MM. Jean Desessard et André Gattolin.  - Tout de même !

M. Roger Karoutchi.  - À tort !

M. Jean-Claude Requier.  - Le groupe RDSE votera ce texte. (Applaudissements sur les bancs écologistes)

M. David Rachline .  - Face à la financiarisation croissante de notre économie, cette proposition de loi est bienvenue. On privilégie le jetable sur le durable, au mépris de l'écologie. (Marques de surprise sur les bancs écologistes) Se doter de nouveaux indicateurs économiques, comme l'ont fait les régions en 2012, est de bon aloi. Une vision purement quantitative de l'économie est incapable de mesurer les inégalités, comptabilise positivement ces catastrophes naturelles, ne tient pas compte de la qualité de la richesse produite, de l'environnement, de l'économie informelle. Je pense au bénévolat et au travail des mères au foyer.
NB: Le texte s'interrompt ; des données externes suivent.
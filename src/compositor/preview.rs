//! # 预览画布
//!
//! ## 设计思路
//!
//! 每次参数变化都会触发一次预览渲染，渲染在后台线程异步完成。
//! 快速连续操作时，旧请求可能晚于新请求完成；若直接上屏，画面会被旧帧覆盖。
//!
//! ## 实现思路
//!
//! - 画布持有单调递增的代数计数器（`AtomicU64`），每次渲染前领取一张票据。
//! - 后台任务开始前检查票据是否仍是最新，已过期则直接跳过（取消）。
//! - 结果上屏时在帧锁内再次比对代数，只有最新票据的结果会被接受（忽略过期完成）。

use std::sync::atomic::{AtomicU64, Ordering};
use std::sync::{Arc, Mutex};

use image::RgbImage;

use super::{CompositionSpec, CompositorError, Placement, TargetSize};

/// 一次渲染请求的代数票据。
#[derive(Debug, Clone, Copy, PartialEq, Eq, PartialOrd, Ord)]
pub struct RenderTicket(u64);

impl RenderTicket {
    pub fn generation(self) -> u64 {
        self.0
    }
}

/// 已上屏的预览帧。
#[derive(Debug, Clone)]
pub struct PreviewFrame {
    pub generation: u64,
    pub image: Arc<RgbImage>,
    /// 该帧使用的参数。
    pub spec: CompositionSpec,
    /// 映射到预览画布尺寸后的布局。
    pub placement: Placement,
}

/// 预览渲染结果。
#[derive(Debug, Clone, Copy, PartialEq, Eq)]
pub enum PreviewOutcome {
    /// 结果已上屏。
    Presented { generation: u64 },
    /// 已有更新的请求，本次结果被丢弃或未执行。
    Superseded { generation: u64 },
}

#[derive(Debug, Default)]
struct CanvasInner {
    generation: AtomicU64,
    frame: Mutex<Option<PreviewFrame>>,
}

/// 预览画布，可廉价克隆并在后台任务间共享。
#[derive(Debug, Clone, Default)]
pub struct PreviewCanvas {
    inner: Arc<CanvasInner>,
}

impl PreviewCanvas {
    pub fn new() -> Self {
        Self::default()
    }

    /// 领取新票据，此前所有票据随即过期。
    pub fn issue_ticket(&self) -> RenderTicket {
        RenderTicket(self.inner.generation.fetch_add(1, Ordering::SeqCst) + 1)
    }

    pub fn current_generation(&self) -> u64 {
        self.inner.generation.load(Ordering::SeqCst)
    }

    pub fn is_current(&self, ticket: RenderTicket) -> bool {
        self.current_generation() == ticket.0
    }

    /// 提交渲染结果；票据已过期时丢弃并返回 `false`。
    pub(crate) fn present(&self, ticket: RenderTicket, frame: PreviewFrame) -> Result<bool, CompositorError> {
        let mut guard = self
            .inner
            .frame
            .lock()
            .map_err(|_| CompositorError::ResourceLimit("预览帧锁已中毒".to_string()))?;

        if !self.is_current(ticket) {
            return Ok(false);
        }
        if guard.as_ref().is_some_and(|existing| existing.generation >= ticket.0) {
            return Ok(false);
        }

        *guard = Some(frame);
        Ok(true)
    }

    /// 最近一次上屏的帧。
    pub fn latest(&self) -> Option<PreviewFrame> {
        self.inner.frame.lock().ok().and_then(|guard| guard.clone())
    }

    /// 作废所有在途渲染并清空画面（会话取消时调用）。
    pub fn clear(&self) {
        self.issue_ticket();
        if let Ok(mut guard) = self.inner.frame.lock() {
            *guard = None;
        }
    }
}

/// 计算预览画布尺寸：最长边不超过 `max_dimension`，保持目标宽高比，不放大。
pub fn preview_size(target: TargetSize, max_dimension: u32) -> (u32, u32) {
    let longest = target.width.max(target.height);
    if max_dimension == 0 || longest <= max_dimension {
        return (target.width, target.height);
    }

    let ratio = max_dimension as f64 / longest as f64;
    let width = ((target.width as f64 * ratio).round() as u32).max(1);
    let height = ((target.height as f64 * ratio).round() as u32).max(1);
    (width, height)
}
Attention toutefois à ce que les nouveaux indicateurs ne soient pas biaisés. Il faudrait des indicateurs d'inflation différents par tranche de revenus pour montrer que les petits revenus sont plus affectés que les plus aisés. Cela permettrait de faire la lumière sur les politiques catastrophiques menées par les différents gouvernements, à commencer par le parti socialiste, pourtant censé se soucier des plus fragiles...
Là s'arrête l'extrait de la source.